Cirkiel describes his approach to Spanish food as a clarification of expectations. "People can't really describe Spanish food," he said. As a result, the food that comes out of an Austin kitchen is not going to be exactly what you had in Seville. "For us, it's always trying to fulfill what the guest wants. You make people happy. If they're not happy, there's no point," Cirkiel explained.
He pushed back at any suggestion that his take on the cuisine was inauthentic or disingenuous. "A tapas bar in Spain is a very unique cultural experience based on fusion between a neighborhood and bar," he said. In Austin, this culture does not exist, and it is therefore impossible to truly transplant tapas since experience is as much an ingredient as any spice.
For some who have dined in Spain, Cirkiel says, it can be difficult to relinquish their expectation of what Spanish food should be. "We do an interpretation because that's all it can be. You can't re-create memories, you can't re-create the same thing – the palates are different, the people are different – but you can evoke, you can inspire, and you can have fun."
After wandering over 650 miles of Spanish countryside, Boca's Patrick Armstrong knew he was in love with Spanish cuisine. "It was not just food, but what goes along with why people like good food – the culture, the camaraderie, the wine that goes with it," he explained.

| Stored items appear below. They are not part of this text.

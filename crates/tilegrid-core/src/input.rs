//! Pointer, key and modifier events.

use kurbo::{Point, Vec2};
use serde::{Deserialize, Serialize};

/// Mouse button identifiers.
#[derive(Debug, Clone, Copy, PartialEq, Eq, Hash, Serialize, Deserialize)]
pub enum MouseButton {
    Left,
    Right,
    Middle,
}

/// Modifier keys state.
#[derive(Debug, Clone, Copy, Default, PartialEq, Eq, Serialize, Deserialize)]
#[serde(default)]
pub struct Modifiers {
    pub shift: bool,
    pub ctrl: bool,
    pub alt: bool,
    pub meta: bool,
}

/// Pointer event, positions in canvas (screen) coordinates.
#[derive(Debug, Clone, PartialEq, Serialize, Deserialize)]
pub enum PointerEvent {
    Down {
        position: Point,
        button: MouseButton,
    },
    Up {
        position: Point,
        button: MouseButton,
    },
    Move {
        position: Point,
    },
    /// Wheel; negative `delta.y` scrolls forward.
    Scroll {
        position: Point,
        delta: Vec2,
    },
    /// Pointer left the canvas.
    Leave,
}

/// Keyboard event, carrying the key's printed value (`"Escape"`, `"1"`, `"²"`).
#[derive(Debug, Clone, PartialEq, Eq, Serialize, Deserialize)]
pub enum KeyEvent {
    Pressed(String),
    Released(String),
}

/// Pointer and modifier state carried between events.
#[derive(Debug, Clone, Copy, Default)]
pub struct InputState {
    /// Last pointer position in screen coordinates.
    pub pointer_position: Point,
    /// Whether the pointer is over the canvas.
    pub pointer_inside: bool,
    /// Current modifier keys state.
    pub modifiers: Modifiers,
}

impl InputState {
    pub fn new() -> Self {
        Self::default()
    }

    /// Process a pointer event.
    pub fn handle_pointer_event(&mut self, event: &PointerEvent) {
        match *event {
            PointerEvent::Down { position, .. }
            | PointerEvent::Up { position, .. }
            | PointerEvent::Move { position }
            | PointerEvent::Scroll { position, .. } => {
                self.pointer_position = position;
                self.pointer_inside = true;
            }
            PointerEvent::Leave => self.pointer_inside = false,
        }
    }

    /// Update modifier keys state.
    pub fn set_modifiers(&mut self, modifiers: Modifiers) {
        self.modifiers = modifiers;
    }
}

Unfortunately, not even his ardent love affair with food could keep Armstrong, a half-Texan, half-Mexican, on Spanish soil. So when he returned to Austin he decided to satisfy his unabated cravings by opening a Spanish restaurant on wheels. However, he says that despite his love of Spain, he couldn't forget his Mexican roots. His solution was to fuse the two cultures together in the kitchen. "Why wouldn't you use Spanish chorizo on a breakfast taco?" he asked.
Surprisingly, through his adventures, Armstrong has discovered that "some people are confused about Spanish food. They think Spanish food is Mexican food." Although this is far from the case, this confusion plays into the concept that Armstrong has created at Boca. If there was uncertainty between the two cuisines already, he figured there was no reason not to play with people's preconceptions further. "You have that muscle memory in your brain of what things are supposed to taste like. That expectation, I can play with it now. I can reinforce the memory they already have or create a new one that's just as good. They can have two memories, why not?"
This summer, South Austin was introduced to a new approach to Spanish cuisine with the opening of El Chipirón. After four years of preparation, and a cross-continental move from Madrid, chef Pablo Gomez finally opened his doors only to have his ideas for his restaurant be redirected by the Austin food scene. "The menu has been a struggle from the very beginning," Gomez admits. After losing a few vendors and facing the realities of American kitchen culture, Gomez decided to take a new approach. "Right now we are changing. My sous chef and [a] third are giving me all the input from an American perspective," he said.
The mix of approaches makes El Chipirón a decidedly contemporary restaurant. "The idea is to do classical Spanish recipes, classical flavors, but do them with a more modern flair in terms of techniques and presentation," he says. Luckily for him, he finds the variety of flavor between Spanish regions is such that he has "a lot of options to work with." A prime example of his lofty ideals in action is his ham and tomato bubble where he packs classic Spanish flavors into an unusual globular presentation that demands you reconsider what "simple" food is.
So why would he go through all this trouble to re-create a cuisine that is relatively unfamiliar to Austinites? Chef Gomez's reasoning was simple. "It's more fun, it's more playful," he explained.
Despite all of this, Gomez keeps one Spanish tradition unaltered. "Here we give tapas whenever someone is having an alcoholic drink," he says. Because even for him, there are some things that are too integral to Spanish cuisine to reinterpret.